189 - Characterization of seven novel ApoE pathogenic variants causing primary hyperlipemia (ID 298)
Abstract
Background and Aims
Autosomal dominant hypercholesterolemias (ADH) are monogenic disorders characterized by high plasma levels of low-density lipoprotein cholesterol and high risk of premature cardiovascular disease. In 80%-60% of primary hyperlipemia (PH) cases, it is caused by mutations in LDLR, ApoB and PCSK9 genes. However, in up to 20-40% of PH cases, a causative mutation in candidate genes is not found. Recently, it has been described that APOE p.(Leu167del) variant produces PH, constituting a new cause of ADH. In this work, we have assessed the pathogenicity of seven novel APOE variants found in hypercholesterolemic patients.
Methods
Affinity for LDLR was determined by ELISA and the effect of APOE variants on VLDL uptake was determined by flow cytometry in HepG2 cells incubated with DiI labelled VLDL. In addition, competition assays between LDL and VLDL for LDLR were performed to study the mechanism of action of the variants.
Results
We determined that the 7 APOE variants are pathogenic.
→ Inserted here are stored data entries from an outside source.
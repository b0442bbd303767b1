use super::{
    action::Action,
    command::Command,
    state::{AppMode, AppState},
};
use crate::domain::models::Catalog;

/// Applies one action to the state, optionally requesting a side effect.
/// All mutation of the chip input happens here, on the event-loop task;
/// transitions are total, with defensive no-ops instead of errors.
pub fn update(state: &mut AppState, action: Action) -> Option<Command> {
    match action {
        Action::Tick => {
            state.frame_count = state.frame_count.wrapping_add(1);
        }
        Action::Resize(..) => {}
        Action::Quit => {
            state.should_quit = true;
        }
        Action::ToggleHelp => {
            state.mode = match state.mode {
                AppMode::Help => AppMode::Normal,
                _ => AppMode::Help,
            };
        }

        Action::FocusInput => {
            state.mode = AppMode::Editing;
            state.chip_input.focus();
        }
        Action::BlurInput => {
            state.mode = AppMode::Normal;
            let ticket = state.chip_input.blur();
            return Some(Command::ScheduleSuggestionHide(ticket));
        }

        Action::QueryKey(key) => {
            // Backspace normally arrives as its own action; route it to the
            // arming rules anyway so the key can never slip past them.
            if key.code == crossterm::event::KeyCode::Backspace {
                state.chip_input.backspace();
            } else {
                state.chip_input.type_key(key);
            }
            clamp_highlight(state);
        }
        Action::Backspace => {
            state.chip_input.backspace();
            clamp_highlight(state);
        }

        Action::SelectSuggestion(name) => {
            select(state, &name);
        }
        Action::SelectHighlighted => {
            let name = state
                .suggestions()
                .get(state.chip_input.highlighted)
                .map(|item| item.name.clone());
            if let Some(name) = name {
                select(state, &name);
            }
        }
        Action::HighlightNext => {
            let len = state.suggestions().len();
            state.chip_input.highlight_next(len);
        }
        Action::HighlightPrev => {
            state.chip_input.highlight_prev();
        }
        Action::RemoveChip(name) => {
            state.chip_input.remove_chip(&name);
            clamp_highlight(state);
        }

        Action::SuggestionHideElapsed(ticket) => {
            state.chip_input.hide_if_current(ticket);
        }

        Action::CatalogLoaded(result) => {
            state.catalog_loading = false;
            match result {
                Ok(items) => {
                    state.catalog = Catalog::new(items);
                    state.status_message = Some(format!("{} items", state.catalog.len()));
                }
                Err(err) => {
                    // Degrade to an empty catalog; suggestions stay empty.
                    state.catalog = Catalog::default();
                    state.last_error = Some(err);
                }
            }
            clamp_highlight(state);
        }
    }
    None
}

fn select(state: &mut AppState, name: &str) {
    if state.chip_input.select(&state.catalog, name) {
        // A selection keeps the interaction going: refocus the input so
        // the recomputed list is ready for the next pick.
        state.mode = AppMode::Editing;
        state.chip_input.focus();
    }
}

fn clamp_highlight(state: &mut AppState) {
    let len = state.suggestions().len();
    state.chip_input.clamp_highlight(len);
}

#[cfg(test)]
mod tests {
    use super::*;
    use crate::domain::models::Item;
    use crossterm::event::{KeyCode, KeyEvent, KeyModifiers};

    fn fruit_state() -> AppState<'static> {
        let mut state = AppState::default();
        update(
            &mut state,
            Action::CatalogLoaded(Ok(vec![
                Item::new("Apple", "img1"),
                Item::new("Banana", "img2"),
                Item::new("Avocado", "img3"),
            ])),
        );
        state
    }

    fn type_str(state: &mut AppState, text: &str) {
        for c in text.chars() {
            update(
                state,
                Action::QueryKey(KeyEvent::new(KeyCode::Char(c), KeyModifiers::NONE)),
            );
        }
    }

    fn suggestion_names(state: &AppState) -> Vec<String> {
        state
            .suggestions()
            .iter()
            .map(|i| i.name.clone())
            .collect()
    }

    #[test]
    fn end_to_end_type_then_click() {
        let mut state = fruit_state();
        update(&mut state, Action::FocusInput);

        // "Banana" contains an "a", so all three match.
        type_str(&mut state, "a");
        assert_eq!(suggestion_names(&state), vec!["Apple", "Banana", "Avocado"]);

        update(&mut state, Action::SelectSuggestion("Apple".to_string()));
        assert_eq!(state.chip_input.chips, vec!["Apple"]);
        assert_eq!(state.chip_input.query(), "");
        assert_eq!(suggestion_names(&state), vec!["Banana", "Avocado"]);
    }

    #[test]
    fn selected_item_never_reappears_in_suggestions() {
        let mut state = fruit_state();
        update(&mut state, Action::SelectSuggestion("Apple".to_string()));

        type_str(&mut state, "ap");
        assert!(suggestion_names(&state).iter().all(|n| n != "Apple"));
    }

    #[test]
    fn selection_append_order_survives_removal() {
        let mut state = fruit_state();
        update(&mut state, Action::SelectSuggestion("Apple".to_string()));
        update(&mut state, Action::RemoveChip("Apple".to_string()));
        update(&mut state, Action::SelectSuggestion("Banana".to_string()));

        assert_eq!(state.chip_input.chips, vec!["Banana"]);
    }

    #[test]
    fn two_step_delete_via_backspace() {
        let mut state = fruit_state();
        update(&mut state, Action::SelectSuggestion("Apple".to_string()));
        update(&mut state, Action::SelectSuggestion("Banana".to_string()));

        update(&mut state, Action::Backspace);
        assert_eq!(state.chip_input.armed_chip.as_deref(), Some("Banana"));
        assert_eq!(state.chip_input.chips, vec!["Apple", "Banana"]);

        update(&mut state, Action::Backspace);
        assert_eq!(state.chip_input.armed_chip, None);
        assert_eq!(state.chip_input.chips, vec!["Apple"]);
    }

    #[test]
    fn backspace_with_query_text_never_touches_chips() {
        let mut state = fruit_state();
        update(&mut state, Action::SelectSuggestion("Apple".to_string()));
        type_str(&mut state, "ba");

        update(&mut state, Action::Backspace);
        assert_eq!(state.chip_input.query(), "b");
        assert_eq!(state.chip_input.chips, vec!["Apple"]);
        assert_eq!(state.chip_input.armed_chip, None);
    }

    #[test]
    fn backspace_key_through_query_path_still_arms() {
        let mut state = fruit_state();
        update(&mut state, Action::SelectSuggestion("Apple".to_string()));

        // Defensive routing: a raw Backspace key event obeys the arming
        // rules even if it arrives as a QueryKey.
        update(
            &mut state,
            Action::QueryKey(KeyEvent::new(KeyCode::Backspace, KeyModifiers::NONE)),
        );
        assert_eq!(state.chip_input.armed_chip.as_deref(), Some("Apple"));
    }

    #[test]
    fn blur_schedules_hide_and_focus_invalidates_it() {
        let mut state = fruit_state();
        update(&mut state, Action::FocusInput);
        assert!(state.chip_input.suggestions_visible);

        let cmd = update(&mut state, Action::BlurInput);
        let Some(Command::ScheduleSuggestionHide(ticket)) = cmd else {
            panic!("expected a scheduled hide, got {cmd:?}");
        };
        // Still visible during the grace window.
        assert!(state.chip_input.suggestions_visible);

        update(&mut state, Action::FocusInput);
        update(&mut state, Action::SuggestionHideElapsed(ticket));
        assert!(state.chip_input.suggestions_visible);
    }

    #[test]
    fn hide_lands_when_blur_is_not_followed_by_anything() {
        let mut state = fruit_state();
        update(&mut state, Action::FocusInput);
        let Some(Command::ScheduleSuggestionHide(ticket)) =
            update(&mut state, Action::BlurInput)
        else {
            panic!("expected a scheduled hide");
        };

        update(&mut state, Action::SuggestionHideElapsed(ticket));
        assert!(!state.chip_input.suggestions_visible);
        assert_eq!(state.mode, AppMode::Normal);
    }

    #[test]
    fn click_during_grace_window_selects_before_hide() {
        let mut state = fruit_state();
        update(&mut state, Action::FocusInput);
        let Some(Command::ScheduleSuggestionHide(ticket)) =
            update(&mut state, Action::BlurInput)
        else {
            panic!("expected a scheduled hide");
        };

        update(&mut state, Action::SelectSuggestion("Avocado".to_string()));
        update(&mut state, Action::SuggestionHideElapsed(ticket));

        assert_eq!(state.chip_input.chips, vec!["Avocado"]);
        assert!(state.chip_input.suggestions_visible);
        assert_eq!(state.mode, AppMode::Editing);
    }

    #[test]
    fn select_highlighted_walks_the_derived_list() {
        let mut state = fruit_state();
        update(&mut state, Action::FocusInput);

        update(&mut state, Action::HighlightNext);
        update(&mut state, Action::SelectHighlighted);
        assert_eq!(state.chip_input.chips, vec!["Banana"]);

        // Highlight reset after selection; next pick takes the new head.
        update(&mut state, Action::SelectHighlighted);
        assert_eq!(state.chip_input.chips, vec!["Banana", "Apple"]);
    }

    #[test]
    fn select_highlighted_with_no_suggestions_is_a_no_op() {
        let mut state = fruit_state();
        update(&mut state, Action::FocusInput);
        type_str(&mut state, "zzz");

        update(&mut state, Action::SelectHighlighted);
        assert!(state.chip_input.chips.is_empty());
    }

    #[test]
    fn highlight_clamps_when_query_narrows_the_list() {
        let mut state = fruit_state();
        update(&mut state, Action::FocusInput);
        update(&mut state, Action::HighlightNext);
        update(&mut state, Action::HighlightNext);
        assert_eq!(state.chip_input.highlighted, 2);

        type_str(&mut state, "avo"); // only Avocado matches now
        assert_eq!(state.chip_input.highlighted, 0);
    }

    #[test]
    fn catalog_load_failure_degrades_to_empty() {
        let mut state = AppState::default();
        update(
            &mut state,
            Action::CatalogLoaded(Err("no such file".to_string())),
        );

        assert!(!state.catalog_loading);
        assert!(state.catalog.is_empty());
        assert!(state.suggestions().is_empty());
        assert_eq!(state.last_error.as_deref(), Some("no such file"));
    }

    #[test]
    fn duplicate_catalog_names_collapse_on_load() {
        let mut state = AppState::default();
        update(
            &mut state,
            Action::CatalogLoaded(Ok(vec![
                Item::new("Apple", "img1"),
                Item::new("Apple", "img2"),
            ])),
        );
        assert_eq!(state.catalog.len(), 1);
    }

    #[test]
    fn help_toggles_from_normal_and_back() {
        let mut state = AppState::default();
        update(&mut state, Action::ToggleHelp);
        assert_eq!(state.mode, AppMode::Help);
        update(&mut state, Action::ToggleHelp);
        assert_eq!(state.mode, AppMode::Normal);
    }
}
While five of them showed less affinity than E3/E3 VLDL controls and a reduced VLDL uptake, two variants increased the affinity for the LDLR and show an enhanced VLDL uptake which leads to a downregulation of the LDLR.
Conclusions
Here we found 7 novel APOE pathogenic variants causing PH by different mechanism of action which highlights the contribution of this gene on the incidence of the disease.